The book was not mailed within its home state of Tennessee, where the company counts on word of mouth. Ten states represent 62 percent of all orders: California, Florida, Georgia, Illinois, Massachusetts, Michigan, New Jersey, New York, Tennessee and Texas.
The average order amount for the first two drops has been $139.50, up from $119 for the previous catalog, which went out in November. This is the company's third catalog. The first mailed in fall 2000.
"The amount is up because of the Colonel Littleton items, which are new to the catalog," she said. "We were projecting in the $130 to $140 range."
The units per order is 2.1, up from 1.79 in November. So far, the response rate is 1.8 percent, while the November book was at 1.9 percent.
"But it's going up constantly, and the second drop has more life to it," Evans said. "There's a good chance it will go to 3 percent. We're getting the Pottery Barn list to buy cigars and we did not expect that."
Also adding to the book's bottom line is advertising, which covered one-third of the production costs. Ads generated $23,750 in the form of income and suppliers' decreased product costs. The November catalog generated $20,250 for eight pages of advertising. The current book contains 8 1/2 pages of ads.

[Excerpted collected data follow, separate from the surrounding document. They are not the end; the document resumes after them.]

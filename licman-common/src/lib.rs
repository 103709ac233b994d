//! # License Manager Common Library
//!
//! Shared code for the license manager service:
//! - License record model and key normalization
//! - Multi-source reconciliation and status evaluation
//! - Batch normalization for submitted collections
//! - Configuration loading
//! - Timestamp utilities

pub mod config;
pub mod error;
pub mod license;
pub mod time;

pub use error::{Error, Result};
pub use license::{License, LicenseRecord};
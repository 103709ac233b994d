//! Integration tests for license status evaluation
//!
//! Tests cover:
//! - Not-found keys
//! - Expired / expiring / valid boundaries
//! - Unparseable expiry handling
//! - Response shape (reported status, key casing, note default)

use chrono::{DateTime, Duration, TimeZone, Utc};
use licman_common::license::{
    evaluate, merge, CanonicalMap, LicenseState, MessageLocale, Messages, SourceCollection,
    SourceKind,
};
use licman_common::time::format_timestamp;
use serde_json::{json, Value};

fn now() -> DateTime<Utc> {
    Utc.with_ymd_and_hms(2025, 6, 1, 9, 30, 0).unwrap()
}

fn map_of(records: Vec<Value>) -> CanonicalMap {
    merge(&[SourceCollection::new(SourceKind::File, records)])
}

fn expiring_in(delta: Duration) -> Value {
    json!(format_timestamp(&(now() + delta)))
}

#[test]
fn test_absent_key_is_expired_with_zero_days() {
    let map = map_of(vec![json!({"key": "OTHER", "expiry": "2099-01-01"})]);
    let evaluation = evaluate(&map, " missing-key ", now());

    assert_eq!(evaluation.state, LicenseState::NotFound);
    let response = evaluation.to_response(&Messages::default());
    assert!(!response.valid);
    assert_eq!(response.status, "expired");
    assert_eq!(response.days_remaining, 0);
    assert_eq!(response.key, "MISSING-KEY");
    assert_eq!(response.message, "License not found");
    assert!(response.expiry.is_none());
}

#[test]
fn test_expiry_equal_to_now_is_expired() {
    let map = map_of(vec![json!({"key": "K", "expiry": expiring_in(Duration::zero())})]);
    let evaluation = evaluate(&map, "k", now());

    assert_eq!(evaluation.state, LicenseState::Expired);
    assert!(!evaluation.is_valid());
    assert_eq!(evaluation.days_remaining, 0);
}

#[test]
fn test_exactly_seven_days_is_expiring() {
    let map = map_of(vec![json!({"key": "K", "expiry": expiring_in(Duration::days(7))})]);
    let evaluation = evaluate(&map, "K", now());

    assert_eq!(evaluation.state, LicenseState::Expiring);
    assert_eq!(evaluation.days_remaining, 7);

    let response = evaluation.to_response(&Messages::default());
    assert!(response.valid);
    assert_eq!(response.status, "active");
    assert_eq!(response.message, "License is expiring soon");
}

#[test]
fn test_eight_days_is_valid() {
    let map = map_of(vec![json!({"key": "K", "expiry": expiring_in(Duration::days(8))})]);
    let evaluation = evaluate(&map, "K", now());

    assert_eq!(evaluation.state, LicenseState::Valid);
    assert_eq!(evaluation.days_remaining, 8);
    let response = evaluation.to_response(&Messages::default());
    assert_eq!(response.status, "active");
    assert_eq!(response.message, "License is valid");
}

#[test]
fn test_days_remaining_uses_floor_not_round() {
    let delta = Duration::days(6) + Duration::hours(22);
    let map = map_of(vec![json!({"key": "K", "expiry": expiring_in(delta)})]);

    assert_eq!(evaluate(&map, "K", now()).days_remaining, 6);
}

#[test]
fn test_past_expiry_reports_negative_days() {
    let map = map_of(vec![json!({"key": "K", "expiry": "2025-05-30T09:30:00Z"})]);
    let response = evaluate(&map, "K", now()).to_response(&Messages::default());

    assert!(!response.valid);
    assert_eq!(response.status, "expired");
    assert_eq!(response.days_remaining, -2);
    assert_eq!(response.message, "License has expired");
}

#[test]
fn test_unparseable_expiry_is_expired() {
    let map = map_of(vec![
        json!({"key": "BAD", "expiry": "someday"}),
        json!({"key": "NONE"}),
    ]);

    for key in ["BAD", "NONE"] {
        let evaluation = evaluate(&map, key, now());
        assert_eq!(evaluation.state, LicenseState::Expired, "key {}", key);
        assert_eq!(evaluation.days_remaining, 0);
    }
}

#[test]
fn test_response_carries_stored_fields() {
    let map = map_of(vec![json!({
        "key": "MixedCase-01",
        "expiry": "2099-12-31",
        "note": "Studio licence"
    })]);
    let response = evaluate(&map, "mixedcase-01", now()).to_response(&Messages::default());

    assert_eq!(response.key, "MixedCase-01");
    assert_eq!(response.expiry, Some(json!("2099-12-31")));
    assert_eq!(response.note, "Studio licence");
    assert_eq!(response.timestamp, "2025-06-01T09:30:00.000Z");
}

#[test]
fn test_vietnamese_messages() {
    let map = map_of(vec![json!({"key": "K", "expiry": "2099-01-01"})]);
    let messages = Messages::for_locale(MessageLocale::Vi);

    let found = evaluate(&map, "K", now()).to_response(&messages);
    assert_eq!(found.message, "License hợp lệ");

    let missing = evaluate(&map, "X", now()).to_response(&messages);
    assert_eq!(missing.message, "License không tồn tại");
}

#[test]
fn test_response_json_field_names() {
    let map = map_of(vec![json!({"key": "K", "expiry": "2099-01-01"})]);
    let body = serde_json::to_value(evaluate(&map, "K", now()).to_response(&Messages::default()))
        .unwrap();

    for field in [
        "valid",
        "key",
        "expiry",
        "status",
        "message",
        "days_remaining",
        "note",
        "timestamp",
    ] {
        assert!(body.get(field).is_some(), "missing field {}", field);
    }
}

"The first catalog we did was 26 pages with no ads," she said. "It was primarily cigars with five pages of crystal. Now it's 44, including covers."
While the first two catalogs measured 6 3/4 by 11 1/2 inches, the latest one is up to 9 by 11 inches.
"If we wanted to save money on production, we had to go to a more standard size," Evans said. "We thought that part of our selling points have always been the high-quality paper stock and unique catalog size, but we have not seen any adverse effects."